袁劲梅:你说我的每部作品都是“用心之作”,这点,我很同意。作品写得好,自己也高兴,胡乱写上一通,浪费自己的时间,也浪费别人的时间。就像我的很多作家朋友不喜欢到单位去开会读报纸,去政治学习上表个态,或者为去应酬人吃顿倍官饭一样。因为那都不是“用心之作”,浪费时间。
你说我创作量不大,那不是因为没故事写,是因为没时间写。我有一个全职工作。美国是一个很个人的社会,我们一个系只有一个秘书,你想做点什么事,立马得到各方的肯定支持,没人给你打红灯,但是,万事都得自己做。从给访问学者开车去买菜到给毕业生写推荐信。除了上课,哲学书和论文也得写。我认识的所有教授,没有一个每天只工作八小时。所以,我也没对我自己要求特别高,我就是没时间。若国内作家羡慕我们在海外,写东西自由,我倒羡慕他们时间多。如果,我有时间,我就先个睡觉,然后起来就写小说。写到累了,去游泳。这样的日子是我的好日子。

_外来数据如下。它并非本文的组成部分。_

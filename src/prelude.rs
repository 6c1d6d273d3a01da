//! Convenience re-exports for common types.
//!
//! The prelude provides a single import to bring all commonly used items
//! into scope:
//!
//! ```rust
//! use stableswap_sim::prelude::*;
//! ```
//!
//! This re-exports the pool type, the domain newtypes, the pricing
//! helper, and the error types so that consumers don't need to import
//! from individual submodules.

// Re-export domain types
pub use crate::domain::{
    Amplification, Asset, AssetName, Balance, DepthQuote, Price, TradeResult, TradeSide,
    LABEL_AFTER_TRADE, LABEL_BEFORE_TRADE,
};

// Re-export the pool
pub use crate::pool::StablePool;

// Re-export free pricing helpers
pub use crate::pricing::price_impact;

// Re-export solver entry points and constants
pub use crate::solver::{compute_invariant, solve_for_balance, MAX_ITERATIONS, REL_TOLERANCE};

// Re-export error types
pub use crate::error::{EngineError, Result};
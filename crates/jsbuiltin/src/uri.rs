//! URI percent-encoding and decoding with the host's character tables.
//!
//! Implements the `Encode` / `Decode` abstract operations behind the four
//! global URI functions:
//!
//! - **`encode_uri`** leaves letters, digits, `- _ . ! ~ * ' ( )` and the
//!   reserved set `; / ? : @ & = + $ , #` untouched.
//! - **`encode_uri_component`** leaves only letters, digits and
//!   `- _ . ! ~ * ' ( )` untouched.
//! - Everything else is UTF-8 encoded and each byte written as `%XX`
//!   (upper-case hex).
//! - **`decode_uri`** reverses the escaping but keeps escapes of the reserved
//!   set as they were written (`%3B` stays `%3B`, `%3b` stays `%3b`).
//! - **`decode_uri_component`** decodes every escape.
//!
//! Decoding fails with [`BuiltinError::MalformedUri`] when an escape is
//! truncated, a multi-byte sequence is broken, or the octets are not valid
//! UTF-8 (overlong forms, surrogates, code points past U+10FFFF).
//!
//! # Example
//! ```
//! use jsbuiltin::uri::{decode_uri_component, encode_uri_component};
//! let encoded = encode_uri_component("a b/c");
//! assert_eq!(encoded, "a%20b%2Fc");
//! assert_eq!(decode_uri_component(&encoded).unwrap(), "a b/c");
//! assert!(decode_uri_component("%80").is_err());
//! ```

use crate::error::{BuiltinError, Result};

/// Marks allowed unescaped in both schemes, next to ASCII letters and digits.
const UNRESERVED_MARKS: &[u8] = b"-_.!~*'()";

/// The reserved characters plus `#`: unescaped by `encode_uri`, and never
/// produced from an escape by `decode_uri`.
const RESERVED: &[u8] = b";/?:@&=+$,#";

const HEX_UPPER: &[u8; 16] = b"0123456789ABCDEF";

/// Which of the two URI character tables applies.
#[derive(Debug, Clone, Copy, PartialEq, Eq)]
enum Scheme {
    /// A whole URI (`encodeURI` / `decodeURI`).
    Uri,
    /// A single URI component (`encodeURIComponent` / `decodeURIComponent`).
    Component,
}

impl Scheme {
    fn leaves_unescaped(self, c: char) -> bool {
        if !c.is_ascii() {
            return false;
        }
        let b = c as u8;
        if b.is_ascii_alphanumeric() || UNRESERVED_MARKS.contains(&b) {
            return true;
        }
        self == Scheme::Uri && RESERVED.contains(&b)
    }

    fn keeps_escaped(self, byte: u8) -> bool {
        self == Scheme::Uri && RESERVED.contains(&byte)
    }
}

/// Percent-encode a full URI, leaving its structural characters intact.
pub fn encode_uri(input: &str) -> String {
    encode(input, Scheme::Uri)
}

/// Percent-encode a single URI component (query value, path segment, ...).
pub fn encode_uri_component(input: &str) -> String {
    encode(input, Scheme::Component)
}

/// Decode a string produced by [`encode_uri`] or any equivalent encoder.
///
/// Escapes that stand for `; / ? : @ & = + $ , #` are left as written.
///
/// # Errors
/// Returns [`BuiltinError::MalformedUri`] if any escape sequence is invalid.
pub fn decode_uri(input: &str) -> Result<String> {
    decode(input, Scheme::Uri)
}

/// Decode a string produced by [`encode_uri_component`].
///
/// # Errors
/// Returns [`BuiltinError::MalformedUri`] if any escape sequence is invalid.
pub fn decode_uri_component(input: &str) -> Result<String> {
    decode(input, Scheme::Component)
}

fn encode(input: &str, scheme: Scheme) -> String {
    let mut out = String::with_capacity(input.len());
    let mut buf = [0u8; 4];
    for c in input.chars() {
        if scheme.leaves_unescaped(c) {
            out.push(c);
            continue;
        }
        for &byte in c.encode_utf8(&mut buf).as_bytes() {
            push_escape(byte, &mut out);
        }
    }
    out
}

fn push_escape(byte: u8, out: &mut String) {
    out.push('%');
    out.push(HEX_UPPER[usize::from(byte >> 4)] as char);
    out.push(HEX_UPPER[usize::from(byte & 0x0F)] as char);
}

/// Walks the input byte-wise. Literal runs between escapes are copied as
/// slices; `%` and hex digits are ASCII, so every slice boundary is a char
/// boundary.
fn decode(input: &str, scheme: Scheme) -> Result<String> {
    let bytes = input.as_bytes();
    let mut out = String::with_capacity(input.len());
    let mut literal_start = 0;
    let mut k = 0;

    while k < bytes.len() {
        if bytes[k] != b'%' {
            k += 1;
            continue;
        }
        out.push_str(&input[literal_start..k]);

        let lead = read_escape(bytes, k)?;
        if lead < 0x80 {
            if scheme.keeps_escaped(lead) {
                out.push_str(&input[k..k + 3]);
            } else {
                out.push(char::from(lead));
            }
            k += 3;
        } else {
            let len = utf8_sequence_len(lead)
                .ok_or_else(|| malformed(input, k, "lead byte does not start a UTF-8 sequence"))?;
            let mut octets = [lead, 0, 0, 0];
            k += 3;
            for slot in octets.iter_mut().take(len).skip(1) {
                if bytes.get(k) != Some(&b'%') {
                    return Err(malformed(input, k, "multi-byte sequence is truncated"));
                }
                let byte = read_escape(bytes, k)?;
                if byte & 0xC0 != 0x80 {
                    return Err(malformed(input, k, "expected a continuation byte"));
                }
                *slot = byte;
                k += 3;
            }
            let decoded = std::str::from_utf8(&octets[..len])
                .map_err(|_| malformed(input, k, "octets are not valid UTF-8"))?;
            out.push_str(decoded);
        }
        literal_start = k;
    }

    out.push_str(&input[literal_start..]);
    Ok(out)
}

/// Read the byte encoded by the `%XX` escape starting at `k`.
fn read_escape(bytes: &[u8], k: usize) -> Result<u8> {
    let hi = bytes.get(k + 1).copied().and_then(hex_value);
    let lo = bytes.get(k + 2).copied().and_then(hex_value);
    if let (Some(hi), Some(lo)) = (hi, lo) {
        return Ok(hi << 4 | lo);
    }
    log::debug!("URI decode rejected input at byte {k}: incomplete percent-escape");
    Err(BuiltinError::MalformedUri)
}

fn hex_value(b: u8) -> Option<u8> {
    match b {
        b'0'..=b'9' => Some(b - b'0'),
        b'a'..=b'f' => Some(b - b'a' + 10),
        b'A'..=b'F' => Some(b - b'A' + 10),
        _ => None,
    }
}

/// Number of octets announced by a non-ASCII lead byte, counted from its
/// leading one bits. A lone continuation byte (`10xxxxxx`) or a lead of five
/// or more ones announces nothing valid.
fn utf8_sequence_len(lead: u8) -> Option<usize> {
    match lead.leading_ones() {
        n @ 2..=4 => Some(n as usize),
        _ => None,
    }
}

fn malformed(input: &str, offset: usize, reason: &str) -> BuiltinError {
    log::debug!(
        "URI decode rejected input at byte {offset} of {}: {reason}",
        input.len()
    );
    BuiltinError::MalformedUri
}
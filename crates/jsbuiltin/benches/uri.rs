use criterion::{criterion_group, criterion_main, Criterion};
use jsbuiltin::{decode_uri, decode_uri_component, encode_uri, encode_uri_component};
use std::hint::black_box;

fn sample_url() -> String {
    "https://example.com/поиск?q=Привет мир&lang=ru&tags=a,b,c#результаты".repeat(16)
}

fn bench_encode(c: &mut Criterion) {
    let url = sample_url();
    c.bench_function("encode_uri", |b| b.iter(|| encode_uri(black_box(&url))));
    c.bench_function("encode_uri_component", |b| {
        b.iter(|| encode_uri_component(black_box(&url)))
    });
}

fn bench_decode(c: &mut Criterion) {
    let url = sample_url();
    let encoded_uri = encode_uri(&url);
    let encoded_component = encode_uri_component(&url);
    c.bench_function("decode_uri", |b| {
        b.iter(|| decode_uri(black_box(&encoded_uri)).unwrap())
    });
    c.bench_function("decode_uri_component", |b| {
        b.iter(|| decode_uri_component(black_box(&encoded_component)).unwrap())
    });
}

criterion_group!(benches, bench_encode, bench_decode);
criterion_main!(benches);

写作本来是件愉快的事,像过节。不能天天过,时时过,因为时间少,如果有时间坐下来写作,我就很高兴。过节了,自己给自己添事儿,忙,忙出一桌菜,看大家吃,很开心。这就是我在写作。为“过节”沤心沥血,命都不要,那有点过分。“过节”,本来不是一件功利性的事情。我只是想,就我这点本事,忙出几个好菜,让朋友家人开心开心,就好。开心之余,还能说:深刻。那就更好了。我的厨艺出道了。
傅小平:不妨谈谈你是怎么进行创作的?
袁劲梅:若谈到我是怎样进行创作的,应该说:有点时间就写,在什么地方都可以写。时间少,就少写几句,时间多就写几句。《青门里志》,在家里写,在飞机上写,在旅行的途中写。最后,放秋假,有一个星期的时间,什么也没做,从头到尾修改,定稿。修改的时候,总是最高兴。一个清清爽爽的白菜豆腐做成了,看来看去,舍不得拿出去给人吃。怕咸了淡了。最后,一咬牙,算了,就是它了。爱吃不吃,由大家了。就送出去。送出去之后,我就不再看了。想着再做新菜,更好的。
傅小平:呵呵。很有意思的比较。想来你精于饮食之道。我也听闻有些作家下厨做菜功夫一流。实际上,写作所需要的耐心、敏悟,生活的质感、细密的层次感等等,都包含在做菜里面了。再说说你的近况吧。近期有什么写作上的计划?
袁劲梅:我做菜功夫不是一流。但是我会做烧饼。做得比武大郎做的还好吃。从头到尾自己创造,没有烧饼方子照着做。用牛奶和面,加两个鸡蛋,形状就照烧饼的样子做成长方型,里面塞上肉松,上面洒上芝麻,两面抹油。400度,在烤箱里烤二十分钟。
有朋友说:“你这烧饼和武大郎做的比,是不公平竞争。人家只有面和盐,你什么好东西都放进去了。”我就说:“那不是因这我喜欢烧饼吗,就当艺术品做了。成本不计,有多少好材料,我都要放进去。艺术品供自己欣赏,和谁也不构成竞争。”
我写小说大概也是这样吧,当艺术做,什么好的都想放进去。我最近在写一个长篇小说,暂时定名《三军过后》,当然,如果没话可说,写成一个中篇也行。这次我想写个爱情故事。写爱情故事的人很多,到底能不能写好,看我的运气了。爱情可以很个人,但是爱情也有时代特点。而且,恋爱故事也是可以常写常新的。为什么这次想写爱情故事,也是因为看了不少爱情故事,觉得都还不过瘾,就决定还是自己写一个。能通过爱情这个孔儿看我们的时代,分析我们社会的体系结构和人性变化,一定很有意思。
袁劲梅美国克瑞顿大学(CreightonUniversity)哲学教授。研究领域和兴趣为比较逻辑、符号逻辑和中国文学。近年来,在海内外各处发表散文、诗歌、小说及哲学论文百余篇。著有长篇小说《青门里志》,小说集《月过女墙》、《忠臣逆子》及逻辑专著一部。曾获台湾“联合文学奖新人奖”、美国华文“汉新文学”小说、散文首奖等多种奖项,并有逻辑论文获2002年傅•查尔斯基金会优秀哲学论文奖。